CISA and the Transportation Security Administration, which oversees gas pipeline security, are still responding to the incident.
“We are engaged with the company and our interagency partners regarding the situation,” said CISA’s Executive Assistant Director for Cybersecurity Eric Goldstein. “This underscores the threat that ransomware poses to organizations regardless of size or sector. We encourage every organization to take action to strengthen their cybersecurity posture to reduce their exposure to these types of threats.”
“TSA and industry representatives worked together to jointly develop Pipeline Security Guidelines and launched successful pipeline security initiatives including voluntary corporate security and critical security reviews," TSA said in an emailed statement to GovernmentCIO Media & Research. "TSA also partners with industry on security architecture and design assessment programs to strengthen the cybersecurity posture. These programs have allowed TSA and pipeline stakeholders to work together to increase security awareness and preparedness across the industry on a voluntary basis.”
CISA encourages federal agencies and private-sector companies to alert the agency immediately in the event of a cyber incident. CISA’s technical expertise can help address incidents, but more importantly, CISA relies on detailed information surrounding cyber incidents to improve cybersecurity as a whole.
“I think there is benefit when CISA is brought in more quickly because the information we glean, we use it in a broader fashion to protect more critical infrastructure,” Wales said at the hearing. “Right now we are waiting for additional technical information to find out what happened at Colonial so we can use that to protect other potential victims down the road.”
Given the criticality of communicating with CISA, Sen. Portman said there should be stronger information-sharing guidance around cyber incidents.
“It seems to me we also have to worry about these attacks being communicated to CISA,” Portman said. “You've got the expertise, we've passed a lot of bipartisan funding to help you all, it seems to me we have to make sure that communication is happening.”
Wales said the federal government must prioritize IT modernization, hiring personnel with cyber expertise and drilling best cyber practices into employees.
“You want to ensure our technology, processes and people are being modernized together because if any one of those lags behind, you're going to introduce weaknesses overall into your information security program,” Wales said at the hearing. “We see this a lot with the move to the cloud, particularly at the state and local level.
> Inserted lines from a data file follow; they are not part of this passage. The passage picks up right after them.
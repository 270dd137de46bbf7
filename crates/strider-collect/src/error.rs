//! 采集层错误类型定义

use crate::sink::SinkError;
use strider_driver::TransportError;
use thiserror::Error;

/// 采集回路错误类型
///
/// 到达这里的都是致命错误：传输层总线故障或数据集写失败都会终止
/// 本次运行。单伺服缺应答和力传感器链路异常在回路内部降级处理，
/// 不经过错误通道。
#[derive(Error, Debug)]
pub enum CollectError {
    /// 传输层故障（总线不可达、协议失步等）
    #[error("Transport failure: {0}")]
    Transport(#[from] TransportError),

    /// 数据集写失败（磁盘满、权限等）
    #[error("Dataset sink failure: {0}")]
    Sink(#[from] SinkError),
}

/// 配置错误类型
#[derive(Error, Debug)]
pub enum ConfigError {
    #[error("Cannot read config file: {0}")]
    Io(#[from] std::io::Error),

    #[error("Cannot parse config file: {0}")]
    Parse(#[from] toml::de::Error),

    #[error("Invalid config: {0}")]
    Invalid(String),
}

#[cfg(test)]
mod tests {
    use super::*;

    #[test]
    fn test_collect_error_from_transport() {
        let err: CollectError = TransportError::UnknownServo { id: 3 }.into();
        assert!(matches!(err, CollectError::Transport(_)));
        assert!(format!("{}", err).starts_with("Transport failure"));
    }

    #[test]
    fn test_config_error_display() {
        let err = ConfigError::Invalid("no shank servo".to_string());
        assert_eq!(format!("{}", err), "Invalid config: no shank servo");
    }
}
They'll misconfigure their cloud environment and make it open and accessible to potential malicious actors.”
The federal government must also “transition zero trust from a buzzword to the baseline standard for network design and configuration,” he added. “It will not be easy, simple or cheap, but the cost of not doing so is simply too high.”
The Biden executive order may address some of Wales’ and Congress’ concerns around IT modernization and transparency.
Besides seeking a standardized approach to reporting and responding to cyber incidents, the order wants CISA, the FBI, and the intelligence community to remove “contractual barriers and [increase] the sharing of information about such threats, incidents and risks” to accelerate "incident deterrence.” Within 30 days, the Office of Management and Budget expects the secretary of commerce and director of NIST to “identify existing or develop new standards, tools and best practices” for software supply chain security.
In a statement, Wales called the executive order is “an important step in bolstering our nation’s cybersecurity.”